I'm Not Rappaport--the title refers to an old vaudeville routine Nat cherishes--isn't any less formulaic than a Grumpy or My Fellow Americans-style movie or any less rife with bickering, but Gardner's punchy, actor-friendly dialogue gives a couple of old hands such as Matthau and Davis some meaty scenes to chew on. Although the movie is too long by about 20 minutes, the more theatrical and poky it remains, the more charming it is. Gardner gets to shoot his movie in Central Park but manages to make you think there's a bank of seats somewhere off camera holding a paying audience, as if this were seniors street theater. The effect is nice, actually, and gives this movie's most cinematic resource--the close-up--a kind of hallowed glow.

These are supreme faces and voices: Matthau's beagle-ish looks light up as he tries to sell Midge on a bit of hoary commie rhetoric, and Davis' brilliant deadpan reactions don't prepare you for the jolt Nat provides when Midge breaks out a laugh or gets his dander up. They even get stoned together (on Medicaid-sanctioned weed, thank you) in one hilarious sequence, proving once and for all that drug humor doesn't have to be the sole province of aimless youth.

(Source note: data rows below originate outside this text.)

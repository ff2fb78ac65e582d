//! Command-line front end for the Fable skin manager.
//!
//! Drives a [`SkinManager`] over a file-backed store, so the whole
//! lifecycle -- upload, toggle, delete, push, pull, early boot -- can be
//! exercised from a shell. The injected style element becomes a CSS
//! file in the data directory.

mod sink;

use std::fs;
use std::path::PathBuf;

use anyhow::{Context, Result, bail};
use clap::{Parser, Subcommand};

use fable_core::{ManagerConfig, SkinManager};
use fable_render::{RenderContext, Renderer};
use fable_skin::{SkinRegistry, encode_key, template};
use fable_store::{FileStore, LocalStore};
use fable_sync::{HttpRemote, SyncClient};
use fable_types::{SkinDocument, fingerprint_from_cookie_header};

use sink::FileSink;

#[derive(Parser)]
#[command(name = "fable-skins", version, about = "Manage user CSS skins for a Fable site")]
struct Cli {
    /// Directory holding the local skin document and applied CSS.
    #[arg(long, default_value = ".fable", env = "FABLE_DATA_DIR")]
    data_dir: PathBuf,

    /// Raw Cookie header carrying the login session.
    #[arg(long, env = "FABLE_COOKIE")]
    cookie: Option<String>,

    /// Remote store base URL (overrides the config file).
    #[arg(long, env = "FABLE_REMOTE")]
    remote: Option<String>,

    /// TOML configuration file.
    #[arg(long, env = "FABLE_CONFIG")]
    config: Option<PathBuf>,

    #[command(subcommand)]
    command: Command,
}

#[derive(Subcommand)]
enum Command {
    /// List stored skins.
    List,
    /// Validate and store a skin from a CSS file.
    Add { file: PathBuf },
    /// Toggle a skin active/inactive, by key or name.
    Use { skin: String },
    /// Delete a skin, by key or name.
    Rm { skin: String },
    /// Print the starter skin template.
    Template,
    /// Push the local skin document to the remote store.
    Push,
    /// Pull the remote skin document, replacing the local copy.
    Pull,
    /// Print the CSS the early-boot path would inject, if any.
    Boot,
}

#[tokio::main]
async fn main() -> Result<()> {
    env_logger::Builder::from_env(env_logger::Env::default().default_filter_or("info")).init();
    let cli = Cli::parse();

    let config = load_config(&cli)?;
    let fingerprint = cli
        .cookie
        .as_deref()
        .and_then(|header| fingerprint_from_cookie_header(header, &config.cookie_name));

    match &cli.command {
        Command::Template => {
            print!("{}", template());
            return Ok(());
        },
        Command::Boot => return boot(&cli, &config),
        _ => {},
    }

    let store = FileStore::open(&cli.data_dir)
        .with_context(|| format!("opening data dir {}", cli.data_dir.display()))?;
    let local = LocalStore::with_storage_key(store, config.storage_key.clone(), fingerprint.clone());
    let remote_url = config.remote_url.clone();
    let remote = HttpRemote::new(
        remote_url.clone().unwrap_or_default(),
        fingerprint.as_deref().unwrap_or(""),
    );
    let mut manager = SkinManager::new(
        SkinRegistry::new(local),
        Renderer::new(RenderContext {
            admin: config.admin_context,
        }),
        SyncClient::with_timeout(remote, config.timeout()),
    );
    let mut sink = FileSink::new(&cli.data_dir);

    match cli.command {
        Command::List => list(&manager),
        Command::Add { file } => {
            let name = file
                .file_name()
                .map(|n| n.to_string_lossy().into_owned())
                .unwrap_or_default();
            let content = fs::read_to_string(&file)
                .with_context(|| format!("reading {}", file.display()))?;
            let key = manager.upload(&name, content)?;
            println!("added skin {key}");
        },
        Command::Use { skin } => {
            let key = resolve_key(&manager.document(), &skin);
            manager.toggle(&key)?;
            manager.apply(&mut sink);
            match manager.document().active {
                Some(active) => println!("active skin: {active}"),
                None => println!("no active skin"),
            }
        },
        Command::Rm { skin } => {
            let key = resolve_key(&manager.document(), &skin);
            manager.delete(&key)?;
            manager.apply(&mut sink);
            println!("removed skin {key}");
        },
        Command::Push => {
            require_remote(&remote_url)?;
            let message = manager.push_remote().await?;
            println!("{message}");
        },
        Command::Pull => {
            require_remote(&remote_url)?;
            let view = manager.pull_remote(&mut sink).await?;
            println!("pulled {} skin(s)", view.entries.len());
        },
        Command::Template | Command::Boot => unreachable!("handled above"),
    }

    Ok(())
}

/// Load the config file when given, otherwise defaults; the --remote
/// flag wins over the file.
fn load_config(cli: &Cli) -> Result<ManagerConfig> {
    let mut config = match &cli.config {
        Some(path) => {
            let raw = fs::read_to_string(path)
                .with_context(|| format!("reading config {}", path.display()))?;
            ManagerConfig::from_toml_str(&raw)?
        },
        None => ManagerConfig::default(),
    };
    if cli.remote.is_some() {
        config.remote_url = cli.remote.clone();
    }
    Ok(config)
}

fn require_remote(remote_url: &Option<String>) -> Result<()> {
    if remote_url.is_none() {
        bail!("no remote store configured (set --remote or remote_url in the config)");
    }
    Ok(())
}

/// Accept either a registry key or a plain skin name.
fn resolve_key(doc: &SkinDocument, input: &str) -> String {
    if doc.data.contains_key(input) {
        input.to_string()
    } else {
        encode_key(input)
    }
}

fn list<S, R>(manager: &SkinManager<S, R>)
where
    S: fable_store::KvStore,
    R: fable_sync::RemoteStore,
{
    let view = manager.view();
    if view.entries.is_empty() {
        println!("no skins stored");
    }
    for entry in &view.entries {
        let marker = if entry.active { "*" } else { " " };
        let author = entry.author.as_deref().unwrap_or("-");
        let version = entry.version.as_deref().unwrap_or("-");
        println!("{marker} {}  v{version}  by {author}  [{}]", entry.name, entry.key);
    }
    if !view.upload_enabled {
        println!("(uploads disabled: at capacity or logged out)");
    }
}

/// Run the early-boot path against the raw on-disk document.
fn boot(cli: &Cli, config: &ManagerConfig) -> Result<()> {
    let path = cli.data_dir.join(format!("{}.json", config.storage_key));
    let raw = fs::read_to_string(&path).ok();
    match fable_boot::early_skin_css(cli.cookie.as_deref(), raw.as_deref()) {
        Some(css) => print!("{css}"),
        None => log::info!("early boot: nothing to apply"),
    }
    Ok(())
}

Rappaport is a solidly written piece of old-age propaganda, thankfully devoid of the sentimentality for which Gardner (A Thousand Clowns) can be known. Nat's nattering on about ideals and not giving up are most heartfelt when we realize that he's in the fight of his life just trying to live out his days on the park bench he loves so much. "The sin of leavin' slow" is what Midge calls society's intolerant view of the elderly. It's also a sin in Hollywood's eyes, but in a season of slick yet dull studio releases, I'm Not Rappaport can revel in its unhurried pace knowing it's more entertaining than, say, the cookie-cutter codgerdom of grumpy old man Jack Lemmon's My Fellow Americans.

I'm Not Rappaport
Directed by Herb Gardner; with Walter Matthau, Ossie Davis, Amy Irving and Craig T. Nelson.